* The task: If a line in the listing below includes the word "delimited", pick it out.

* Input data:
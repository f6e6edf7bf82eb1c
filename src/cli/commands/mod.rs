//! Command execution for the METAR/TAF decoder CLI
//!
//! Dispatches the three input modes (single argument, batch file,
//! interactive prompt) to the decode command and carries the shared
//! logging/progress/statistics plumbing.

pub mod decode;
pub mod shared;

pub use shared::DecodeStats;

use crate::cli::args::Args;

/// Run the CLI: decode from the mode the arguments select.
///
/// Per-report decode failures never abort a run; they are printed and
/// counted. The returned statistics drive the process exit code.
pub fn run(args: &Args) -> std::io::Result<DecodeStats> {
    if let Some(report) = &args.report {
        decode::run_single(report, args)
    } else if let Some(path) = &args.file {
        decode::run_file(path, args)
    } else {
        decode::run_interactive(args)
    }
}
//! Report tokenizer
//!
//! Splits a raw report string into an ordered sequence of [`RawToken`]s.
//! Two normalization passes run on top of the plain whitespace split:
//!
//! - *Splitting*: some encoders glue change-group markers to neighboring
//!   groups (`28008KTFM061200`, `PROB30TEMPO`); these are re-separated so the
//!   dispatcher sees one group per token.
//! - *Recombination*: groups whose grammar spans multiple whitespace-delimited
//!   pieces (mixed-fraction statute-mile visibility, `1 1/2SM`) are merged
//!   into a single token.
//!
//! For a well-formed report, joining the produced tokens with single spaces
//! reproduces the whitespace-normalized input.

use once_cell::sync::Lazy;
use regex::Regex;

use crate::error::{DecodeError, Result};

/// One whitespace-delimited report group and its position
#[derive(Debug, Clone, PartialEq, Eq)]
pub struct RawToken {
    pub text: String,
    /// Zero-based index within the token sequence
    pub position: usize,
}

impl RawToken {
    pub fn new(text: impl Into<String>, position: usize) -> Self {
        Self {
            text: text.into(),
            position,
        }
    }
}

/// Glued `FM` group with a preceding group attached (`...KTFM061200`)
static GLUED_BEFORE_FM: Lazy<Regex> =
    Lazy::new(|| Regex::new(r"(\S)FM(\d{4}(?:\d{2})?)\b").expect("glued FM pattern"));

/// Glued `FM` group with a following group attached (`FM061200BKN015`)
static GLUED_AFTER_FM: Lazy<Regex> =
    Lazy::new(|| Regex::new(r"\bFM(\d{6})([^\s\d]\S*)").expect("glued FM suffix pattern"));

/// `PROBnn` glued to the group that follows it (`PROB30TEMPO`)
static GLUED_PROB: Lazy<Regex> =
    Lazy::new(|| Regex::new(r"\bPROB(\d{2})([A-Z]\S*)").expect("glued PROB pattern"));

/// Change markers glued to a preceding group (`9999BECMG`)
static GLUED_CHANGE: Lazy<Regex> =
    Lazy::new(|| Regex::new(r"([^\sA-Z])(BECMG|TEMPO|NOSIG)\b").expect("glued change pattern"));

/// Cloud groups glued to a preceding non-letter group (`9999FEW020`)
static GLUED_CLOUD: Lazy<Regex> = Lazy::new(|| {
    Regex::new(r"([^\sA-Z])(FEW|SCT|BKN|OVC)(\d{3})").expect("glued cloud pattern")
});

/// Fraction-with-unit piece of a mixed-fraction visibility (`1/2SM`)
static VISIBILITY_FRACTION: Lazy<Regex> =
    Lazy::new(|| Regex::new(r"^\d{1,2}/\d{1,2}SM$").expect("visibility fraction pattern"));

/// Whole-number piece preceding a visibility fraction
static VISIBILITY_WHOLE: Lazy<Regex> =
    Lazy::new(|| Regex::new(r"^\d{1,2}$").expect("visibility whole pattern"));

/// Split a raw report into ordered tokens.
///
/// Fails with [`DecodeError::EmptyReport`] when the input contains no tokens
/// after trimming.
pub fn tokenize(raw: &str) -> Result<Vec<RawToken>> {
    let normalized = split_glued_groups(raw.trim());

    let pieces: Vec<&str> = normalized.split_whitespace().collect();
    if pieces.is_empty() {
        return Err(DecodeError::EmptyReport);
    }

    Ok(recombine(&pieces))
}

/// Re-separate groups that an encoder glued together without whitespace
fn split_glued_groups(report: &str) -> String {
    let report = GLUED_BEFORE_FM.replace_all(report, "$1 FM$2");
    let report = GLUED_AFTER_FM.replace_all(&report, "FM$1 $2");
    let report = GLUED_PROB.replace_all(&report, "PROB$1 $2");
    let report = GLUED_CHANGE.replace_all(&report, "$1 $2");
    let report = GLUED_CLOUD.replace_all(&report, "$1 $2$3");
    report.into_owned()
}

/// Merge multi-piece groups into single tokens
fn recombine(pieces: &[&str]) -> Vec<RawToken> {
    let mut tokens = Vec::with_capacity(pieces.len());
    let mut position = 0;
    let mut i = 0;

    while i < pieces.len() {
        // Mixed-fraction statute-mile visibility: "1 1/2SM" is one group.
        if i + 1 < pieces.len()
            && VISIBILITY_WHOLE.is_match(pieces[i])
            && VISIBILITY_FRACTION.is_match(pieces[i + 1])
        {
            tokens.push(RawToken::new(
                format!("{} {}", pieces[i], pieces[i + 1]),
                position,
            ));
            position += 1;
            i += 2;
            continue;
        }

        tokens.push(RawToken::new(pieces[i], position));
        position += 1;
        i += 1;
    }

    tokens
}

* Response below:
//! - *Recombination*: groups whose grammar spans multiple whitespace-delimited
/// One whitespace-delimited report group and its position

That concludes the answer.